De esta mirada implacable se nutren las tres secciones centrales del libro: “De los tres reinos”, “Siete poemas imperdonables” e “Insurrecciones mínimas”. La primera es, acaso, la más novedosa: aquí aparece parodiado el lenguaje escolar y didáctico, partiendo de “Homo erectus”, un poema que desquicia el estilo lexicográfico al definir al ser humano por su capacidad de caminar erguido, “de donde emana su inclinación a la superchería”. A éste le siguen otros poemas que subvierten el antiguo modelo tradicional de la composición escolar, como “Ejercicio práctico para niños en edad escolar con corolario” y “Tema: el universo. Explicación gráfica y sencilla”.
En “Siete poemas imperdonables” e “Insurrecciones mínimas”, Cantoni parece hacer suyos los versos de Vallejo: “Yo nací un día / que Dios estuvo enfermo”. A diferencia del agnóstico, el ateo se asemeja en algo al creyente: intenta demostrar la inexistencia de Dios como éste la existencia. Por eso, no es contradictorio que Cantoni utilice la forma bíblica de la bienaventuranza para escribir una plegaria profana. Y en todo caso, si creemos en la existencia de Dios, dice en “La edad de la inocencia”, ¿por qué no creer en su creación como una acción inconsciente, como la del cachorro que destroza las lilas o el niño que rompe un juguete?

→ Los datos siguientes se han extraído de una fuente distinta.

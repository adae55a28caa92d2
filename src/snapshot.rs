use chrono::{DateTime, Utc};
use serde::Serialize;
use serde_json::Value;

use crate::models::{Workout, WorkoutId, WorkoutType};
use crate::routines::WeeklyPlan;

const UNTITLED: &str = "Untitled workout";

/// The complete persisted planner state, stored as one value under one key.
#[derive(Clone, Debug, Default, PartialEq, Serialize)]
#[serde(rename_all = "camelCase")]
pub struct Snapshot {
    pub workouts: Vec<Workout>,
    pub plan_by_day: WeeklyPlan,
}

impl Snapshot {
    /// Parses persisted text, falling back to the empty snapshot when it is not JSON.
    pub fn parse(raw: &str) -> Self {
        match serde_json::from_str::<Value>(raw) {
            Ok(value) => Self::from_value(&value),
            Err(e) => {
                tracing::warn!("persisted planner state is not valid JSON, starting fresh: {}", e);
                Self::default()
            }
        }
    }

    /// Normalizes any JSON value into a usable snapshot.
    ///
    /// Non-array `workouts` becomes empty and each entry is repaired by
    /// [`workout_from_value`]; `planByDay` goes through [`WeeklyPlan::from_value`].
    pub fn from_value(value: &Value) -> Self {
        let workouts = match value.get("workouts") {
            Some(Value::Array(entries)) => entries.iter().filter_map(workout_from_value).collect(),
            Some(other) => {
                tracing::warn!(?other, "workouts is not a list, treating as empty");
                Vec::new()
            }
            None => Vec::new(),
        };

        let plan_by_day = value
            .get("planByDay")
            .map(WeeklyPlan::from_value)
            .unwrap_or_default();

        Self {
            workouts,
            plan_by_day,
        }
    }

    pub fn to_json(&self) -> serde_json::Result<String> {
        serde_json::to_string(self)
    }

    pub fn find(&self, id: &WorkoutId) -> Option<&Workout> {
        self.workouts.iter().find(|w| &w.id == id)
    }
}

/// Reads one persisted workout field by field, repairing what it can.
///
/// Only entries that are not objects or lack a string `id` are dropped, since
/// plan entries could never point at them.
pub fn workout_from_value(entry: &Value) -> Option<Workout> {
    let Some(fields) = entry.as_object() else {
        tracing::warn!(?entry, "dropping workout that is not an object");
        return None;
    };
    let Some(id) = fields.get("id").and_then(Value::as_str) else {
        tracing::warn!(?entry, "dropping workout without an id");
        return None;
    };

    let name = fields
        .get("name")
        .and_then(Value::as_str)
        .map(str::trim)
        .filter(|name| !name.is_empty())
        .unwrap_or_else(|| {
            tracing::warn!(id, "workout has no name");
            UNTITLED
        });

    let kind = match fields.get("type") {
        None | Some(Value::Null) => WorkoutType::default(),
        Some(raw) => raw
            .as_str()
            .and_then(|s| s.parse().ok())
            .unwrap_or_else(|| {
                tracing::warn!(id, ?raw, "unknown workout type, using Strength");
                WorkoutType::default()
            }),
    };

    let created_at = fields
        .get("createdAt")
        .and_then(Value::as_str)
        .and_then(|raw| DateTime::parse_from_rfc3339(raw).ok())
        .map(|at| at.with_timezone(&Utc))
        .unwrap_or_else(|| {
            tracing::warn!(id, "workout has no readable createdAt");
            DateTime::<Utc>::UNIX_EPOCH
        });

    Some(Workout {
        id: WorkoutId::from(id),
        name: name.to_string(),
        kind,
        duration_minutes: count_field(id, fields.get("durationMinutes")),
        sets: count_field(id, fields.get("sets")),
        reps: count_field(id, fields.get("reps")),
        notes: fields
            .get("notes")
            .and_then(Value::as_str)
            .map(|notes| notes.trim().to_string())
            .unwrap_or_default(),
        created_at,
    })
}

/// Non-negative integers that fit; anything else reads as not specified.
fn count_field(id: &str, raw: Option<&Value>) -> Option<u32> {
    let raw = raw.filter(|v| !v.is_null())?;
    let count = raw.as_u64().and_then(|n| u32::try_from(n).ok());
    if count.is_none() {
        tracing::warn!(id, ?raw, "ignoring unreadable count");
    }
    count
}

Al igual que un juego de muñecas rusas, el poema “Un arte invisible” da título a la última sección, y ésta al libro todo; sin embargo, se equivocan quienes acuden al poema esperando encontrar en él un arte poética. Lo único certero sobre la poesía, parece sugerir Cantoni, es su imposibilidad de definición: una mamushka hueca. “El poeta no tiene modo / de llamar la atención, / porque la poesía / es un arte invisible. // La poesía se escribe / sin palabras”. Hay, aquí, un gesto que simultáneamente denuncia el lugar menor en el que a veces se encasilla a la poesía –por su opacidad, por el trabajo que exige que realicen sus lectores– y, a la vez, toda una proclama sobre la necesidad de vivir poéticamente aún más allá del poema. Como su obra, el poeta –todo poeta– pasa frecuentemente inadvertido, pero este lugar le otorga la máxima libertad: observar sin ser visto; volverse invisible. “Hay que haber mirado mucho para escribir tres líneas que lo digan todo”, afirma Leila Guerriero. Y Cantoni, con este libro, lo ha logrado.